Our Hospitality has remained one of Keaton's acclaimed works, holding an average rating of 9.0 at Rotten Tomatoes with 96% positive reviews.Dave Kehr wrote: "With this work, Keaton began to display a dramatic sense to complement his comic sensibility—like The General, it is built with the integrity of a high-adventure story. Of course, Keaton still finds room for his inimitable sight gags and beloved gadgets, here including an early steam locomotive that pulls its carriage train up and down the hills of Pennsylvania with a lovely reptilian grace." Leonard Maltin called it a "sublime silent comedy, one of Buster's best, with a genuinely hair-raising finale." (four/four stars).

Jim Emerson wrote:

Our Hospitality is Keaton's first feature as auteur and his first masterpiece. It isn't his fastest, funniest or most dazzlingly inventive picture, but it is my sentimental favorite because of its serene, nostalgic beauty—a vision of a halcyon world (America, circa 1830) that was already, of course, charmingly old-fashioned by 1923 standards. "Our Hospitality" (co-directed by Keaton and Jack Blystone) displays some magnificent pictorial compositions, worthy of John Ford... What is first viewed through the frame is not always what it appears to be. But these aren't just tricks or sight gags (though they're often really funny), they are the very fabric of Keaton's constantly transforming cosmos. What a marvelous place it is.

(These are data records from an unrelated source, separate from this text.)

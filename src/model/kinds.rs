//! Field-kind lookup table.
//!
//! Maps the framework's field kinds to the closed set of storage types.
//! Supporting a new kind is one entry in `FIELD_KINDS`; a kind missing from
//! the table is rejected by the collector instead of falling back to a default.

use super::Cardinality;
use ahash::AHashMap;
use once_cell::sync::Lazy;
use schemars::JsonSchema;
use serde::Serialize;
use std::fmt;

/// Storage types used for display in every output format
#[derive(Debug, Clone, Copy, PartialEq, Eq, Hash, Serialize, JsonSchema)]
#[serde(rename_all = "lowercase")]
pub enum StorageType {
    Integer,
    BigInt,
    SmallInt,
    Double,
    Decimal,
    Boolean,
    Varchar,
    Text,
    Date,
    DateTime,
    Time,
    Interval,
    Uuid,
    Binary,
    Json,
    Point,
    LineString,
    Polygon,
    MultiPoint,
    MultiLineString,
    MultiPolygon,
    GeometryCollection,
    Geometry,
    Raster,
}

impl StorageType {
    /// Canonical lowercase name
    pub fn as_str(self) -> &'static str {
        match self {
            StorageType::Integer => "integer",
            StorageType::BigInt => "bigint",
            StorageType::SmallInt => "smallint",
            StorageType::Double => "double",
            StorageType::Decimal => "decimal",
            StorageType::Boolean => "boolean",
            StorageType::Varchar => "varchar",
            StorageType::Text => "text",
            StorageType::Date => "date",
            StorageType::DateTime => "datetime",
            StorageType::Time => "time",
            StorageType::Interval => "interval",
            StorageType::Uuid => "uuid",
            StorageType::Binary => "binary",
            StorageType::Json => "json",
            StorageType::Point => "point",
            StorageType::LineString => "linestring",
            StorageType::Polygon => "polygon",
            StorageType::MultiPoint => "multipoint",
            StorageType::MultiLineString => "multilinestring",
            StorageType::MultiPolygon => "multipolygon",
            StorageType::GeometryCollection => "geometrycollection",
            StorageType::Geometry => "geometry",
            StorageType::Raster => "raster",
        }
    }

    /// Spatial shape types (`geometry` and `raster` excluded)
    pub fn is_spatial_shape(self) -> bool {
        matches!(
            self,
            StorageType::Point
                | StorageType::LineString
                | StorageType::Polygon
                | StorageType::MultiPoint
                | StorageType::MultiLineString
                | StorageType::MultiPolygon
                | StorageType::GeometryCollection
        )
    }
}

impl fmt::Display for StorageType {
    fn fmt(&self, f: &mut fmt::Formatter<'_>) -> fmt::Result {
        f.write_str(self.as_str())
    }
}

/// How a field kind is stored
#[derive(Debug, Clone, Copy, PartialEq, Eq)]
pub enum KindClass {
    /// Plain column with a fixed storage type
    Scalar(StorageType),
    /// Reference to another model; storage follows the target's primary key
    Relation(Cardinality),
}

use Cardinality::*;
use KindClass::{Relation, Scalar};
use StorageType::*;

const FIELD_KINDS: &[(&str, KindClass)] = &[
    ("AutoField", Scalar(Integer)),
    ("BigAutoField", Scalar(BigInt)),
    ("SmallAutoField", Scalar(SmallInt)),
    ("IntegerField", Scalar(Integer)),
    ("BigIntegerField", Scalar(BigInt)),
    ("SmallIntegerField", Scalar(SmallInt)),
    ("PositiveIntegerField", Scalar(Integer)),
    ("PositiveBigIntegerField", Scalar(BigInt)),
    ("PositiveSmallIntegerField", Scalar(SmallInt)),
    ("FloatField", Scalar(Double)),
    ("DecimalField", Scalar(Decimal)),
    ("BooleanField", Scalar(Boolean)),
    ("NullBooleanField", Scalar(Boolean)),
    ("CharField", Scalar(Varchar)),
    ("SlugField", Scalar(Varchar)),
    ("EmailField", Scalar(Varchar)),
    ("URLField", Scalar(Varchar)),
    ("FileField", Scalar(Varchar)),
    ("ImageField", Scalar(Varchar)),
    ("FilePathField", Scalar(Varchar)),
    ("GenericIPAddressField", Scalar(Varchar)),
    ("IPAddressField", Scalar(Varchar)),
    ("TextField", Scalar(Text)),
    ("DateField", Scalar(Date)),
    ("DateTimeField", Scalar(DateTime)),
    ("TimeField", Scalar(Time)),
    ("DurationField", Scalar(Interval)),
    ("UUIDField", Scalar(Uuid)),
    ("BinaryField", Scalar(Binary)),
    ("JSONField", Scalar(Json)),
    ("PointField", Scalar(Point)),
    ("LineStringField", Scalar(LineString)),
    ("PolygonField", Scalar(Polygon)),
    ("MultiPointField", Scalar(MultiPoint)),
    ("MultiLineStringField", Scalar(MultiLineString)),
    ("MultiPolygonField", Scalar(MultiPolygon)),
    ("GeometryCollectionField", Scalar(GeometryCollection)),
    ("GeometryField", Scalar(Geometry)),
    ("RasterField", Scalar(Raster)),
    ("ForeignKey", Relation(ManyToOne)),
    ("OneToOneField", Relation(OneToOne)),
    ("ManyToManyField", Relation(ManyToMany)),
];

static KIND_TABLE: Lazy<AHashMap<&'static str, KindClass>> =
    Lazy::new(|| FIELD_KINDS.iter().copied().collect());

/// Look up a field kind; `None` means the kind is unsupported
pub fn lookup_kind(kind: &str) -> Option<KindClass> {
    KIND_TABLE.get(kind).copied()
}

#[cfg(test)]
mod tests {
    use super::*;

    #[test]
    fn test_scalar_lookup() {
        assert_eq!(lookup_kind("CharField"), Some(Scalar(Varchar)));
        assert_eq!(lookup_kind("BigAutoField"), Some(Scalar(BigInt)));
        assert_eq!(lookup_kind("PointField"), Some(Scalar(Point)));
    }

    #[test]
    fn test_relation_lookup() {
        assert_eq!(lookup_kind("ForeignKey"), Some(Relation(ManyToOne)));
        assert_eq!(lookup_kind("ManyToManyField"), Some(Relation(ManyToMany)));
        assert_eq!(lookup_kind("OneToOneField"), Some(Relation(OneToOne)));
    }

    #[test]
    fn test_unknown_kind() {
        assert_eq!(lookup_kind("MoneyField"), None);
        // Kinds are case-sensitive class names
        assert_eq!(lookup_kind("charfield"), None);
    }

    #[test]
    fn test_table_has_no_duplicates() {
        assert_eq!(KIND_TABLE.len(), FIELD_KINDS.len());
    }
}
//! Schema command implementation.

use super::output::write_output;
use anyhow::{bail, Context, Result};
use modelscribe::json_schema::{all_schemas, get_schema, schema_names};
use std::path::PathBuf;

/// Run the schema command
pub fn run(name: Option<String>, output: Option<PathBuf>) -> Result<()> {
    let mut json = match name {
        Some(name) => {
            let Some(schema) = get_schema(&name) else {
                bail!(
                    "unknown schema '{}'. Valid options: {}",
                    name,
                    schema_names().join(", ")
                );
            };
            serde_json::to_string_pretty(&schema)
        }
        None => serde_json::to_string_pretty(&all_schemas()),
    }
    .context("serializing JSON schema")?;
    json.push('\n');

    write_output(output.as_deref(), &json)?;
    Ok(())
}
//! Error types shared by the collector and the formatters.

use std::path::PathBuf;
use thiserror::Error;

/// Errors raised while loading a registry, collecting models or writing output.
///
/// Every variant is fatal: generation is all-or-nothing, so callers surface
/// the message and exit without writing anything.
#[derive(Error, Debug)]
pub enum Error {
    /// An application label passed via `--apps` is not in the registry
    #[error("unknown app '{label}'. Known apps: {}", known.join(", "))]
    UnknownApp { label: String, known: Vec<String> },

    /// A field kind has no entry in the storage-type table
    #[error("unsupported field type '{kind}' on {app}.{model}.{field}")]
    UnsupportedFieldType {
        app: String,
        model: String,
        field: String,
        kind: String,
    },

    /// The requested ERD dialect does not exist
    #[error("unknown dialect '{0}'. Valid options: {names}", names = crate::erd::Dialect::names())]
    UnsupportedDialect(String),

    /// The output destination could not be written
    #[error("failed to write output to '{path}': {source}")]
    OutputWrite {
        path: PathBuf,
        #[source]
        source: std::io::Error,
    },

    /// The registry document could not be read or parsed
    #[error("failed to load registry '{path}': {details}")]
    Registry { path: PathBuf, details: String },

    /// Two application entries share a label
    #[error("duplicate app label '{label}'")]
    DuplicateApp { label: String },

    /// Two models in one application share a name
    #[error("duplicate model '{model}' in app '{app}'")]
    DuplicateModel { app: String, model: String },

    /// A relation points at a model that exists nowhere in the registry
    #[error("{app}.{model}.{field} references unknown model '{target}'")]
    DanglingRelation {
        app: String,
        model: String,
        field: String,
        target: String,
    },

    /// A relational field kind was declared without a target
    #[error("{app}.{model}.{field} is a {kind} but has no 'to' target")]
    MissingRelationTarget {
        app: String,
        model: String,
        field: String,
        kind: String,
    },

    /// An `--exclude` glob pattern failed to compile
    #[error("invalid exclude pattern '{pattern}': {details}")]
    InvalidPattern { pattern: String, details: String },
}

pub type Result<T> = std::result::Result<T, Error>;
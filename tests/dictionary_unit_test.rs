//! Unit tests for the Markdown data dictionary.

use modelscribe::dictionary::{self, FIELD_TABLE_HEADERS};
use modelscribe::model::{AppSelection, Collector, ModelDescriptor};
use modelscribe::registry::Registry;
use std::collections::HashSet;
use std::path::Path;

fn fixture() -> Registry {
    Registry::load(Path::new("tests/fixtures/shop.yaml")).unwrap()
}

fn collect(registry: &Registry, apps: Option<&str>) -> Vec<ModelDescriptor> {
    Collector::new(registry)
        .collect(&AppSelection::parse(apps))
        .unwrap()
}

/// Field rows of the table following the `#### <model>` heading
fn table_rows<'a>(doc: &'a str, model: &str) -> Vec<&'a str> {
    let heading = format!("#### {}\n", model);
    let start = doc.find(&heading).expect("model heading");
    doc[start..]
        .lines()
        .skip_while(|l| !l.starts_with("| PK |"))
        .skip(2)
        .take_while(|l| l.starts_with('|'))
        .collect()
}

fn link_targets(doc: &str) -> Vec<String> {
    let mut targets = Vec::new();
    let mut rest = doc;
    while let Some(pos) = rest.find("](#") {
        let after = &rest[pos + 3..];
        let end = after.find(')').unwrap();
        targets.push(after[..end].to_string());
        rest = &after[end..];
    }
    targets
}

fn anchors(doc: &str) -> HashSet<String> {
    doc.lines()
        .filter_map(|l| l.strip_prefix("<a id=\""))
        .filter_map(|l| l.strip_suffix("\"></a>"))
        .map(str::to_string)
        .collect()
}

#[test]
fn test_row_count_matches_declared_fields() {
    let registry = fixture();
    let models = collect(&registry, None);
    let doc = dictionary::render(&models, "shop", "v1");

    for app in &registry.apps {
        for entry in &app.models {
            let declared = entry.fields.len();
            let implicit = usize::from(!entry.fields.iter().any(|f| f.primary_key));
            assert_eq!(
                table_rows(&doc, &entry.name).len(),
                declared + implicit,
                "row count for {}",
                entry.name
            );
        }
    }
}

#[test]
fn test_every_link_resolves() {
    let registry = fixture();
    let models = collect(&registry, None);
    let doc = dictionary::render(&models, "shop", "v1");

    let anchors = anchors(&doc);
    let targets = link_targets(&doc);
    assert!(!targets.is_empty());
    for target in targets {
        assert!(anchors.contains(&target), "dangling link #{target}");
    }
}

#[test]
fn test_links_resolve_with_partial_selection() {
    let registry = fixture();
    let models = collect(&registry, Some("sales"));
    let doc = dictionary::render(&models, "shop", "v1");

    let anchors = anchors(&doc);
    for target in link_targets(&doc) {
        assert!(anchors.contains(&target), "dangling link #{target}");
    }

    // Uncollected targets are plain text
    assert!(doc.contains("| | customer_id | `bigint` | crm.Customer |"));
    assert!(doc.contains("| | products | `varchar` | catalog.Product |"));
    // Collected targets are links
    assert!(doc.contains("| | order_id | `bigint` | [Order](#order) |"));
}

#[test]
fn test_header_lists_fixed_columns() {
    let registry = fixture();
    let doc = dictionary::render(&collect(&registry, None), "shop", "v1");

    let header = format!("| {} |", FIELD_TABLE_HEADERS.join(" | "));
    assert_eq!(
        header,
        "| PK | Field | Type | Related Model | Description | Nullable | Unique | Choices | Max Length | DB Index |"
    );
    assert_eq!(doc.matches(&header).count(), 5);
}

#[test]
fn test_field_flags() {
    let registry = fixture();
    let doc = dictionary::render(&collect(&registry, None), "shop", "abc");

    let rows = table_rows(&doc, "Customer");
    assert_eq!(rows[0], "| ✓ | id | `bigint` | | | | ✓ | | | |");
    assert_eq!(
        rows[1],
        "| | name | `varchar` | | Full legal name | | | | 255 | |"
    );
    assert_eq!(
        rows[3],
        "| | region_id | `bigint` | [Region](#region) | | ✓ | | | | ✓ |"
    );
    assert_eq!(rows[4], "| | tier | `varchar` | | | | | ✓ | 8 | |");

    let region = table_rows(&doc, "Region");
    assert_eq!(region[2], "| | area | `geometry polygon` | | | ✓ | | | | |");
}

#[test]
fn test_docstrings_and_signatures() {
    let registry = fixture();
    let doc = dictionary::render(&collect(&registry, None), "shop", "abc");

    assert!(doc.contains(
        "`Customer(id, name, email, region, tier)`\n\nSomeone who buys things. Customers belong to one region.\n"
    ));
    // Generated docstring that repeats the signature is dropped
    assert!(doc.contains("`Order(id, customer, placed_at, products)`\n\n| PK |"));
    // Explicit primary key keeps its position
    assert!(doc.contains("`Product(sku, title, price, description)`"));
}

#[test]
fn test_version_tag_verbatim() {
    let registry = fixture();
    let doc = dictionary::render(&collect(&registry, None), "shop", "release/2.1 (rc)");
    assert!(doc.contains("Version `release/2.1 (rc)`\n"));
}

#[test]
fn test_deterministic_output() {
    let registry = fixture();
    let first = dictionary::render(&collect(&registry, None), "shop", "v1");
    let second = dictionary::render(&collect(&registry, None), "shop", "v1");
    assert_eq!(first, second);
}
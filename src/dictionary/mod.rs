//! Markdown data dictionary generation.
//!
//! The document has a title, the version tag, a table of contents nesting
//! application → model, and one section per application with one subsection
//! per model. Every heading carries an explicit `<a id>` anchor and the table
//! of contents links only to those anchors.

pub mod anchors;
pub mod markdown;

pub use anchors::{slugify, AnchorSet};
pub use markdown::Table;

use crate::erd::Dialect;
use crate::model::{self, EntityNames, FieldDescriptor, ModelDescriptor};

const CHECK: &str = "✓";

/// Column headers of every field table
pub const FIELD_TABLE_HEADERS: [&str; 10] = [
    "PK",
    "Field",
    "Type",
    "Related Model",
    "Description",
    "Nullable",
    "Unique",
    "Choices",
    "Max Length",
    "DB Index",
];

/// Models of one application, in collection order
struct AppGroup<'a> {
    label: &'a str,
    models: Vec<&'a ModelDescriptor>,
}

fn group_by_app(models: &[ModelDescriptor]) -> Vec<AppGroup<'_>> {
    let mut groups: Vec<AppGroup<'_>> = Vec::new();
    for model in models {
        match groups.iter_mut().find(|g| g.label == model.app) {
            Some(group) => group.models.push(model),
            None => groups.push(AppGroup {
                label: &model.app,
                models: vec![model],
            }),
        }
    }
    groups
}

fn app_key(label: &str) -> String {
    format!("app:{}", label)
}

fn model_key(app: &str, name: &str) -> String {
    format!("model:{}.{}", app, name)
}

/// Allocate anchors for the fixed sections, every app and every model
fn allocate_anchors(groups: &[AppGroup<'_>], names: &EntityNames) -> AnchorSet {
    let mut anchors = AnchorSet::new();
    anchors.assign("toc", "toc");
    anchors.assign("modules", "modules");

    for group in groups {
        anchors.assign(&app_key(group.label), &format!("app-{}", group.label));
    }
    for group in groups {
        for model in &group.models {
            let wanted = if names.is_shared(&model.name) {
                format!("{}-{}", model.app, model.name)
            } else {
                model.name.clone()
            };
            anchors.assign(&model_key(&model.app, &model.name), &wanted);
        }
    }

    anchors
}

/// Render collected models as a Markdown data dictionary
pub fn render(models: &[ModelDescriptor], project_name: &str, version_tag: &str) -> String {
    let groups = group_by_app(models);
    let names = EntityNames::new(models);
    let anchors = allocate_anchors(&groups, &names);
    let anchor = |key: &str| anchors.get(key).unwrap_or_default().to_string();

    let mut out = String::new();

    out.push_str(&format!("# {} - Data Dictionary\n\n", project_name));
    out.push_str(&format!("Version `{}`\n\n", version_tag));
    out.push_str("---\n\n");

    // Table of contents
    out.push_str(&format!("<a id=\"{}\"></a>\n", anchor("toc")));
    out.push_str("## Table of Contents\n\n");
    out.push_str(&format!("- [Table of Contents](#{})\n", anchor("toc")));
    out.push_str(&format!("- [Modules](#{})\n", anchor("modules")));
    for group in &groups {
        out.push_str(&format!(
            "  - [{}](#{})\n",
            group.label,
            anchor(&app_key(group.label))
        ));
        for model in &group.models {
            out.push_str(&format!(
                "    - [{}](#{})\n",
                model.name,
                anchor(&model_key(&model.app, &model.name))
            ));
        }
    }
    out.push_str("\n---\n\n");

    // Sections
    out.push_str(&format!("<a id=\"{}\"></a>\n", anchor("modules")));
    out.push_str("## Modules\n");
    for group in &groups {
        out.push_str(&format!(
            "\n<a id=\"{}\"></a>\n### {}\n",
            anchor(&app_key(group.label)),
            group.label
        ));
        for model in &group.models {
            out.push('\n');
            out.push_str(&render_model(model, models, &anchors));
        }
    }

    out
}

/// `Model(field, field, ...)` with field names in declaration order
pub fn signature(model: &ModelDescriptor) -> String {
    let fields: Vec<&str> = model.fields.iter().map(|f| f.name.as_str()).collect();
    format!("{}({})", model.name, fields.join(", "))
}

fn render_model(model: &ModelDescriptor, models: &[ModelDescriptor], anchors: &AnchorSet) -> String {
    let mut out = String::new();
    let own_anchor = anchors
        .get(&model_key(&model.app, &model.name))
        .unwrap_or_default();
    let signature = signature(model);

    out.push_str(&format!("<a id=\"{}\"></a>\n", own_anchor));
    out.push_str(&format!("#### {}\n\n", model.name));
    out.push_str(&format!("`{}`\n\n", signature));

    // Generated docstrings only repeat the signature
    if let Some(doc) = model
        .doc
        .as_deref()
        .filter(|d| !d.starts_with(&format!("{}(", model.name)))
    {
        let doc: Vec<&str> = doc.lines().map(str::trim).collect();
        out.push_str(&doc.join(" "));
        out.push_str("\n\n");
    }

    let mut table = Table::new(FIELD_TABLE_HEADERS);
    for field in &model.fields {
        table.push_row(field_row(field, models, anchors));
    }
    out.push_str(&table.render());

    out
}

fn mark(flag: bool) -> String {
    if flag {
        CHECK.to_string()
    } else {
        String::new()
    }
}

fn field_row(field: &FieldDescriptor, models: &[ModelDescriptor], anchors: &AnchorSet) -> Vec<String> {
    let type_name = Dialect::Mermaid.type_name(field.storage).replace('_', " ");

    let related = match &field.relation {
        Some(target) if model::contains(models, &target.app, &target.model) => {
            let anchor = anchors
                .get(&model_key(&target.app, &target.model))
                .unwrap_or_default();
            format!("[{}](#{})", target.model, anchor)
        }
        Some(target) => target.qualified_name(),
        None => String::new(),
    };

    vec![
        mark(field.primary_key),
        field.column.clone(),
        format!("`{}`", type_name),
        related,
        field.help_text.clone().unwrap_or_default(),
        mark(field.nullable),
        mark(field.unique),
        mark(field.has_choices),
        field.max_length.map(|n| n.to_string()).unwrap_or_default(),
        mark(field.db_index),
    ]
}
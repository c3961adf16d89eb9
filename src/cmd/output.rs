//! Output destinations shared by every command.

use modelscribe::Error;
use std::io::{self, Write};
use std::path::Path;
use tempfile::NamedTempFile;

/// Write generated text to `path`, or to stdout when no path is given.
///
/// Files are written to a temporary sibling and renamed into place, so a
/// failed write never leaves a partial file behind.
pub fn write_output(path: Option<&Path>, content: &str) -> Result<(), Error> {
    match path {
        Some(path) => write_file_atomic(path, content),
        None => {
            let mut stdout = io::stdout().lock();
            stdout
                .write_all(content.as_bytes())
                .and_then(|_| stdout.flush())
                .map_err(|source| Error::OutputWrite {
                    path: "<stdout>".into(),
                    source,
                })
        }
    }
}

fn write_file_atomic(path: &Path, content: &str) -> Result<(), Error> {
    let wrap = |source: io::Error| Error::OutputWrite {
        path: path.to_path_buf(),
        source,
    };

    let dir = match path.parent() {
        Some(parent) if !parent.as_os_str().is_empty() => parent,
        _ => Path::new("."),
    };

    let mut tmp = NamedTempFile::new_in(dir).map_err(wrap)?;
    tmp.write_all(content.as_bytes()).map_err(wrap)?;
    tmp.flush().map_err(wrap)?;
    tmp.persist(path).map_err(|e| wrap(e.error))?;
    Ok(())
}
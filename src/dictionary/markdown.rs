//! Markdown table builder.

/// A Markdown table with a fixed header row
#[derive(Debug, Clone, Default)]
pub struct Table {
    headers: Vec<String>,
    rows: Vec<Vec<String>>,
}

impl Table {
    pub fn new<I, S>(headers: I) -> Self
    where
        I: IntoIterator<Item = S>,
        S: Into<String>,
    {
        Self {
            headers: headers.into_iter().map(Into::into).collect(),
            rows: Vec::new(),
        }
    }

    /// Append a row; cells are escaped, missing cells render empty
    pub fn push_row(&mut self, cells: Vec<String>) {
        let mut row: Vec<String> = cells.iter().map(|c| escape_cell(c)).collect();
        row.resize(self.headers.len(), String::new());
        self.rows.push(row);
    }

    /// Render the table, one line per row, trailing newline included
    pub fn render(&self) -> String {
        let mut out = String::new();
        out.push_str(&render_line(&self.headers));
        out.push_str(&render_line(
            &self.headers.iter().map(|_| "---".to_string()).collect::<Vec<_>>(),
        ));
        for row in &self.rows {
            out.push_str(&render_line(row));
        }
        out
    }
}

fn render_line(cells: &[String]) -> String {
    let mut line = String::from("|");
    for cell in cells {
        if cell.is_empty() {
            line.push_str(" |");
        } else {
            line.push(' ');
            line.push_str(cell);
            line.push_str(" |");
        }
    }
    line.push('\n');
    line
}

/// Keep a cell on one line and stop pipes from splitting it
pub fn escape_cell(s: &str) -> String {
    s.replace('\\', "\\\\")
        .replace('|', "\\|")
        .replace("\r\n", " ")
        .replace(['\n', '\r'], " ")
        .trim()
        .to_string()
}

#[cfg(test)]
mod tests {
    use super::*;

    #[test]
    fn test_render_table() {
        let mut table = Table::new(["A", "B"]);
        table.push_row(vec!["1".to_string(), "2".to_string()]);

        assert_eq!(table.render(), "| A | B |\n| --- | --- |\n| 1 | 2 |\n");
    }

    #[test]
    fn test_empty_and_missing_cells() {
        let mut table = Table::new(["A", "B", "C"]);
        table.push_row(vec![String::new(), "x".to_string()]);

        assert!(table.render().ends_with("| | x | |\n"));
    }

    #[test]
    fn test_escape_cell() {
        assert_eq!(escape_cell("a|b"), "a\\|b");
        assert_eq!(escape_cell("line one\nline two"), "line one line two");
        assert_eq!(escape_cell("  padded "), "padded");
    }
}
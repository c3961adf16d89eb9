//! Anchor allocation for the data dictionary.

use ahash::{AHashMap, AHashSet};
use once_cell::sync::Lazy;
use regex::Regex;

static NON_SLUG: Lazy<Regex> = Lazy::new(|| Regex::new(r"[^a-z0-9_]+").unwrap());

/// Lowercase slug: runs of anything but `[a-z0-9_]` collapse to `-`
pub fn slugify(s: &str) -> String {
    let lower = s.to_lowercase();
    let slug = NON_SLUG.replace_all(&lower, "-");
    let slug = slug.trim_matches('-');
    if slug.is_empty() {
        "section".to_string()
    } else {
        slug.to_string()
    }
}

/// Hands out unique anchors; a taken slug gets `-1`, `-2`, ... appended
#[derive(Debug, Default)]
pub struct AnchorSet {
    taken: AHashSet<String>,
    assigned: AHashMap<String, String>,
}

impl AnchorSet {
    pub fn new() -> Self {
        Self::default()
    }

    /// Reserve an anchor for `key`, derived from `wanted`.
    ///
    /// Calling again with the same key returns the anchor already assigned.
    pub fn assign(&mut self, key: &str, wanted: &str) -> String {
        if let Some(existing) = self.assigned.get(key) {
            return existing.clone();
        }

        let base = slugify(wanted);
        let mut anchor = base.clone();
        let mut n = 1;
        while self.taken.contains(&anchor) {
            anchor = format!("{}-{}", base, n);
            n += 1;
        }

        self.taken.insert(anchor.clone());
        self.assigned.insert(key.to_string(), anchor.clone());
        anchor
    }

    /// Anchor previously assigned to `key`
    pub fn get(&self, key: &str) -> Option<&str> {
        self.assigned.get(key).map(String::as_str)
    }
}

#[cfg(test)]
mod tests {
    use super::*;

    #[test]
    fn test_slugify() {
        assert_eq!(slugify("OrderItem"), "orderitem");
        assert_eq!(slugify("sales Order"), "sales-order");
        assert_eq!(slugify("--"), "section");
    }

    #[test]
    fn test_collisions_get_suffixes() {
        let mut anchors = AnchorSet::new();
        assert_eq!(anchors.assign("app:x", "app-x"), "app-x");
        assert_eq!(anchors.assign("model:app.X", "app-x"), "app-x-1");
        assert_eq!(anchors.assign("model:other.X", "app-x"), "app-x-2");
    }

    #[test]
    fn test_assign_is_stable_per_key() {
        let mut anchors = AnchorSet::new();
        let first = anchors.assign("model:a.M", "m");
        let again = anchors.assign("model:a.M", "different");
        assert_eq!(first, again);
        assert_eq!(anchors.get("model:a.M"), Some("m"));
        assert_eq!(anchors.get("model:b.M"), None);
    }
}
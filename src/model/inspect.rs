//! JSON view of collected models for programmatic use.

use super::{Cardinality, ModelDescriptor};
use schemars::JsonSchema;
use serde::Serialize;

/// JSON representation of a collection run
#[derive(Debug, Serialize, JsonSchema)]
pub struct InspectOutput {
    pub models: Vec<ModelDescriptor>,
    pub relations: Vec<RelationJson>,
    pub stats: InspectStats,
}

/// JSON representation of one relational field
#[derive(Debug, Serialize, JsonSchema)]
pub struct RelationJson {
    /// `app.Model` declaring the field
    pub source: String,
    pub field: String,
    /// `app.Model` referenced
    pub target: String,
    pub cardinality: Cardinality,
    /// Whether the target is among the collected models
    pub target_collected: bool,
}

/// Collection statistics
#[derive(Debug, Serialize, JsonSchema)]
pub struct InspectStats {
    pub app_count: usize,
    pub model_count: usize,
    pub field_count: usize,
    pub relation_count: usize,
}

impl InspectOutput {
    pub fn from_models(models: Vec<ModelDescriptor>) -> Self {
        let relations: Vec<RelationJson> = super::relations(&models)
            .into_iter()
            .map(|rel| RelationJson {
                source: rel.source.qualified_name(),
                field: rel.field.name.clone(),
                target: rel.target.qualified_name(),
                cardinality: rel.cardinality(),
                target_collected: super::contains(&models, &rel.target.app, &rel.target.model),
            })
            .collect();

        let mut apps: Vec<&str> = models.iter().map(|m| m.app.as_str()).collect();
        apps.dedup();

        let stats = InspectStats {
            app_count: apps.len(),
            model_count: models.len(),
            field_count: models.iter().map(|m| m.fields.len()).sum(),
            relation_count: relations.len(),
        };

        Self {
            models,
            relations,
            stats,
        }
    }

    pub fn to_json(&self) -> serde_json::Result<String> {
        serde_json::to_string_pretty(self)
    }
}

#[cfg(test)]
mod tests {
    use super::*;
    use crate::model::test_support::*;

    #[test]
    fn test_inspect_output() {
        let models = vec![
            model("crm", "Customer", vec![]),
            model(
                "sales",
                "Order",
                vec![
                    relation("customer", "crm", "Customer", Cardinality::ManyToOne),
                    relation("tags", "tagging", "Tag", Cardinality::ManyToMany),
                ],
            ),
        ];
        let output = InspectOutput::from_models(models);

        assert_eq!(output.stats.app_count, 2);
        assert_eq!(output.stats.model_count, 2);
        assert_eq!(output.stats.field_count, 4);
        assert_eq!(output.stats.relation_count, 2);
        assert!(output.relations[0].target_collected);
        assert!(!output.relations[1].target_collected);

        let json = output.to_json().unwrap();
        assert!(json.contains("\"cardinality\": \"many_to_one\""));
        assert!(json.contains("\"storage\": \"integer\""));
    }
}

Trains magazine rated Our Hospitality number 61 on its list of 100 Greatest Train Movies.

==Adaptations==
Our Hospitality has been adapted into numerous Indian films, the first being the 2002 Kannada movie Balagalittu Olage Baa. A Telugu film adaptation, titled Maryada Ramanna, was released in 2010. The latter film was remade in Kannada as Maryade Ramanna (2011), in Bengali as Faande Poriya Boga Kaande Re (2011), in Hindi as Son of Sardaar (2012), in Tamil as Vallavanukku Pullum Aayudham (2014), and in Malayalam as Ivan Maryadaraman (2015).

==See also==
- Buster Keaton filmography

==Bibliography==
- Meade, Marion (1997). "Buster Keaton: Cut to the Chase"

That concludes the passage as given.